This documentation supports the 21.3 version of Action Request System.

To view an earlier version, select the version from the Product version menu.

User and group access overview

Individuals who need to access Action Request System  are registered as users by an administrator. The administrator then assigns the users to access control groups.

Each access control group is defined for a particular server. An access control group has permissions that determine whether and how its members can access application components, such as forms, requests, fields, active links, and active link guides. (Administrators can also set default permissions for each component type so that whenever they create a component, selected groups automatically have access to it.)

Users are assigned to groups according to their need to access information. For example, you might create a group called Employee Services Staff whose members are permitted to view and change only certain fields in an Employee Information form. You might have another group called Employee Services Managers whose members are permitted to view and change all fields in the Employee Information form, including salary information. You can also configure a hierarchical relationship between groups to allow the parent group to inherit the permissions of the child group.
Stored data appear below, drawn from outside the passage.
//! Verify command implementation.

use crate::errors::CliError;
use mirrordna_canonical::{verify_checksum, ChecksumSubject};
use std::path::PathBuf;

pub fn run(path: PathBuf, expected: String, text: bool) -> Result<(), Box<dyn std::error::Error>> {
    let matched = if text {
        let bytes = std::fs::read(&path)
            .map_err(|e| format!("Failed to read file {}: {}", path.display(), e))?;
        // non-UTF-8 content is compared as raw bytes
        let subject = match std::str::from_utf8(&bytes) {
            Ok(text) => ChecksumSubject::Text(text),
            Err(_) => ChecksumSubject::Bytes(&bytes),
        };
        verify_checksum(subject, &expected)?
    } else {
        verify_checksum(ChecksumSubject::File(&path), &expected)?
    };

    if !matched {
        return Err(CliError::CheckFailed(format!(
            "checksum mismatch for {}",
            path.display()
        ))
        .into());
    }
    println!("OK  {}", path.display());
    Ok(())
}
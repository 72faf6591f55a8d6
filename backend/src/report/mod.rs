//! Report types produced by an analysis run.
//!
//! Reports are built fresh for every run and never persisted. Every count
//! in a report is derived from the groups and issues it carries:
//!
//! - `totalDuplicates` sums group **members** (records, not clusters)
//! - `totalErrors` / `totalWarnings` / `totalInfo` count **groups and issues**
//!
//! Field order is fixed by the struct definitions, so serializing the same
//! report twice yields identical JSON.

use chrono::{DateTime, Utc};
use serde::{Serialize, Serializer};
use std::collections::BTreeMap;
use std::fmt;
use std::iter::Sum;
use std::ops::Add;

use crate::analysis::severity::{classify, MatchType, Severity};
use crate::models::{Artist, CatalogRecord, EntityKind, RelationKind, Work};

// =============================================================================
// Duplicate groups
// =============================================================================

/// Two or more records sharing a key under one matching strategy.
#[derive(Debug, Clone, Serialize, PartialEq)]
#[serde(rename_all = "camelCase")]
pub struct DuplicateGroup<T> {
    /// The shared key (slug, path or name key)
    pub identifier: String,
    pub match_type: MatchType,
    pub severity: Severity,
    pub reason: String,
    /// Members in snapshot order
    pub members: Vec<T>,
}

impl<T> DuplicateGroup<T> {
    /// Build a group and classify it.
    pub fn classified(
        kind: EntityKind,
        match_type: MatchType,
        identifier: String,
        members: Vec<T>,
        same_context: bool,
    ) -> Self {
        debug_assert!(members.len() > 1, "duplicate groups need at least two members");
        let classification = classify(kind, match_type, same_context);
        Self {
            identifier,
            match_type,
            severity: classification.severity,
            reason: classification.reason.to_string(),
            members,
        }
    }
}

// =============================================================================
// Integrity issues
// =============================================================================

/// Kind of single-record completeness violation.
#[derive(Debug, Clone, PartialEq, Eq, Hash)]
pub enum IssueKind {
    /// Bio missing for one locale
    MissingBio(String),
    /// Bio missing for both locales
    MissingBioBoth,
    MissingPhoto,
    MissingLinks,
}

impl fmt::Display for IssueKind {
    fn fmt(&self, f: &mut fmt::Formatter<'_>) -> fmt::Result {
        match self {
            Self::MissingBio(locale) => write!(f, "missing-bio-{}", locale),
            Self::MissingBioBoth => f.write_str("missing-bio-both"),
            Self::MissingPhoto => f.write_str("missing-photo"),
            Self::MissingLinks => f.write_str("missing-links"),
        }
    }
}

impl Serialize for IssueKind {
    fn serialize<S: Serializer>(&self, serializer: S) -> Result<S::Ok, S::Error> {
        serializer.collect_str(self)
    }
}

/// A data-completeness violation on one record.
#[derive(Debug, Clone, Serialize, PartialEq)]
#[serde(rename_all = "camelCase")]
pub struct IntegrityIssue {
    pub record_id: String,
    pub slug: String,
    pub kind: IssueKind,
    pub severity: Severity,
    pub reason: String,
}

// =============================================================================
// Totals
// =============================================================================

/// Severity totals of one report (or of the whole run when summed).
#[derive(Debug, Clone, Copy, Default, Serialize, PartialEq, Eq)]
#[serde(rename_all = "camelCase")]
pub struct Totals {
    pub total_duplicates: usize,
    pub total_errors: usize,
    pub total_warnings: usize,
    pub total_info: usize,
}

impl Totals {
    /// Count one group: all its members, one severity.
    pub fn add_group<T>(&mut self, group: &DuplicateGroup<T>) {
        self.total_duplicates += group.members.len();
        self.add_severity(group.severity);
    }

    /// Count one issue.
    pub fn add_issue(&mut self, issue: &IntegrityIssue) {
        self.add_severity(issue.severity);
    }

    fn add_severity(&mut self, severity: Severity) {
        match severity {
            Severity::Error => self.total_errors += 1,
            Severity::Warning => self.total_warnings += 1,
            Severity::Info => self.total_info += 1,
        }
    }

    /// Tally every group of every bucket plus `issues`.
    pub fn tally<'a, T: 'a>(
        buckets: &[&'a [DuplicateGroup<T>]],
        issues: &[IntegrityIssue],
    ) -> Self {
        let mut totals = Totals::default();
        for group in buckets.iter().flat_map(|bucket| bucket.iter()) {
            totals.add_group(group);
        }
        for issue in issues {
            totals.add_issue(issue);
        }
        totals
    }

    /// Number of findings, whatever their severity.
    pub fn findings(&self) -> usize {
        self.total_errors + self.total_warnings + self.total_info
    }
}

impl Add for Totals {
    type Output = Totals;

    fn add(self, rhs: Totals) -> Totals {
        Totals {
            total_duplicates: self.total_duplicates + rhs.total_duplicates,
            total_errors: self.total_errors + rhs.total_errors,
            total_warnings: self.total_warnings + rhs.total_warnings,
            total_info: self.total_info + rhs.total_info,
        }
    }
}

impl Sum for Totals {
    fn sum<I: Iterator<Item = Totals>>(iter: I) -> Totals {
        iter.fold(Totals::default(), Add::add)
    }
}

// =============================================================================
// Per-entity reports
// =============================================================================

/// An asset as it appears in a report, with its usage attached.
#[derive(Debug, Clone, Serialize, PartialEq)]
#[serde(rename_all = "camelCase")]
pub struct AssetUsage {
    pub id: String,
    pub path: String,
    pub alt: Option<String>,
    pub width: Option<u32>,
    pub height: Option<u32>,
    pub created_at: DateTime<Utc>,
    pub usage_count: usize,
    /// References per relation kind, only kinds with at least one reference
    pub usage: BTreeMap<RelationKind, usize>,
}

#[derive(Debug, Clone, Serialize, PartialEq)]
#[serde(rename_all = "camelCase")]
pub struct AssetReport {
    pub duplicates_by_path: Vec<DuplicateGroup<AssetUsage>>,
    /// Zero-usage assets, oldest first
    pub unused: Vec<AssetUsage>,
    #[serde(flatten)]
    pub totals: Totals,
    pub total_unused: usize,
}

#[derive(Debug, Clone, Serialize, PartialEq)]
#[serde(rename_all = "camelCase")]
pub struct WorkReport {
    pub duplicates_by_slug: Vec<DuplicateGroup<Work>>,
    pub duplicates_by_title: Vec<DuplicateGroup<Work>>,
    #[serde(flatten)]
    pub totals: Totals,
}

#[derive(Debug, Clone, Serialize, PartialEq)]
#[serde(rename_all = "camelCase")]
pub struct ArtistReport {
    pub duplicates_by_slug: Vec<DuplicateGroup<Artist>>,
    pub duplicates_by_name: Vec<DuplicateGroup<Artist>>,
    /// Names equal once accents and punctuation are ignored
    pub similar_names: Vec<DuplicateGroup<Artist>>,
    pub integrity_issues: Vec<IntegrityIssue>,
    #[serde(flatten)]
    pub totals: Totals,
    pub total_integrity_issues: usize,
}

/// Report for the slug-only kinds (categories and labels).
#[derive(Debug, Clone, Serialize, PartialEq)]
#[serde(rename_all = "camelCase")]
pub struct SlugReport {
    pub duplicates_by_slug: Vec<DuplicateGroup<CatalogRecord>>,
    #[serde(flatten)]
    pub totals: Totals,
}

// =============================================================================
// Aggregate
// =============================================================================

/// The five entity reports of one run.
#[derive(Debug, Clone, Serialize, PartialEq)]
#[serde(rename_all = "camelCase")]
pub struct AggregateReport {
    pub assets: AssetReport,
    pub works: WorkReport,
    pub artists: ArtistReport,
    pub categories: SlugReport,
    pub labels: SlugReport,
}

impl AggregateReport {
    /// Totals of each entity kind, in a fixed order.
    pub fn totals_by_kind(&self) -> [(EntityKind, Totals); 5] {
        [
            (EntityKind::Asset, self.assets.totals),
            (EntityKind::Work, self.works.totals),
            (EntityKind::Artist, self.artists.totals),
            (EntityKind::Category, self.categories.totals),
            (EntityKind::Label, self.labels.totals),
        ]
    }

    /// Grand totals, summed on demand.
    pub fn totals(&self) -> Totals {
        self.totals_by_kind().into_iter().map(|(_, t)| t).sum()
    }

    /// True when the run found no duplicate, integrity issue or orphan.
    pub fn is_clean(&self) -> bool {
        self.totals().findings() == 0 && self.assets.total_unused == 0
    }
}

/// Compact view of a report for logs and HTTP envelopes.
#[derive(Debug, Clone, Serialize, PartialEq)]
#[serde(rename_all = "camelCase")]
pub struct ReportSummary {
    #[serde(flatten)]
    pub totals: Totals,
    pub total_unused: usize,
    pub total_integrity_issues: usize,
    pub by_kind: BTreeMap<String, Totals>,
}

impl From<&AggregateReport> for ReportSummary {
    fn from(report: &AggregateReport) -> Self {
        ReportSummary {
            totals: report.totals(),
            total_unused: report.assets.total_unused,
            total_integrity_issues: report.artists.total_integrity_issues,
            by_kind: report
                .totals_by_kind()
                .into_iter()
                .map(|(kind, totals)| (kind.plural().to_string(), totals))
                .collect(),
        }
    }
}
AR System  has predefined groups that perform specific functions. In addition, you can create any number of custom groups in AR System  to enforce access control. You can also permit unregistered users to access AR System  as guests. Guests are members of the predefined Public group.
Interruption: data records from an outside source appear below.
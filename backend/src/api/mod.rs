//! HTTP API module.
//!
//! This module provides the HTTP server, the response envelope and the
//! broadcast logger used during analysis runs.

pub mod logs;
pub mod server;
pub mod types;

pub use logs::*;
pub use server::start_server;
pub use types::*;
Types of access control groups

The following table lists the types of access control groups. AR System  provides the predefined groups, but you must add custom groups to your system.

Type of access control group

Description

Predefined groups

Custom groups

Explicit

A group to which you must assign users.

  • Administrator
  • Sub Administrator
  • Customize

Any regular and computed groups that you create. Regular groups are groups to which you assign a specific list of users. Computed groups are groups to which users are assigned based on their memberships in groups included in an expression. For example, you can create a computed group definition such as (A AND B) OR C AND NOT D. This computed group includes users who are members of both groups A and B, or members of group C, but not members of group D.

Implicit

A group to which a user automatically (or implicitly) belongs by virtue of the contents of certain fields in a request. You cannot assign users to implicit groups. All users are members of Public. You use the other types of implicit groups to control access to requests (row-level database access).

  • Public
  • Submitter
  • Assignee
  • Assignee Group

Any dynamic groups that you create. Dynamic groups use the contents of special fields to determine group membership.

Additive access control

Access control in AR System  is additive. This means that each user in AR System  begins with no permissions. Administrators then add permissions as needed. 

The server verifies the permissions of an object to determine if access to the object is granted. If access is granted at any step along the decision tree, as shown in the following figure, the user has permission to access the object. As you add permissions to various AR System  objects, users have access to the object if they are members of any group with access or any role that maps to a group with access. 

In this example, Lydia Lan is a member of two groups: Engineering and Engineering Managers. The Engineering group does not have access to Form1, but the Engineering Managers group does. Thus, although Lydia does not have access to Form1 through the Engineering group, she does have access through the Engineering Managers group. 

Additive permissions



You must assign permissions to every application, form, field, active link, active link guide, packing list, and web service that requires access control. Start by designing the access control for your application or forms. To save time and prevent errors, define default permissions before you create objects and fields. You can also use a batch Edit dialog box and the Assign Group Permissions dialog box to change permissions for multiple object in one operation. For more information, see Assigning permissions.

Membership in multiple groups

Users often belong to multiple groups in an organization. They inherit permissions from each of the groups to which they belong. 

If a group has permission to access a form, field, request, active link, or active link guide and a user belongs to that group, the user has access, even if the user belongs to other groups that do not have access.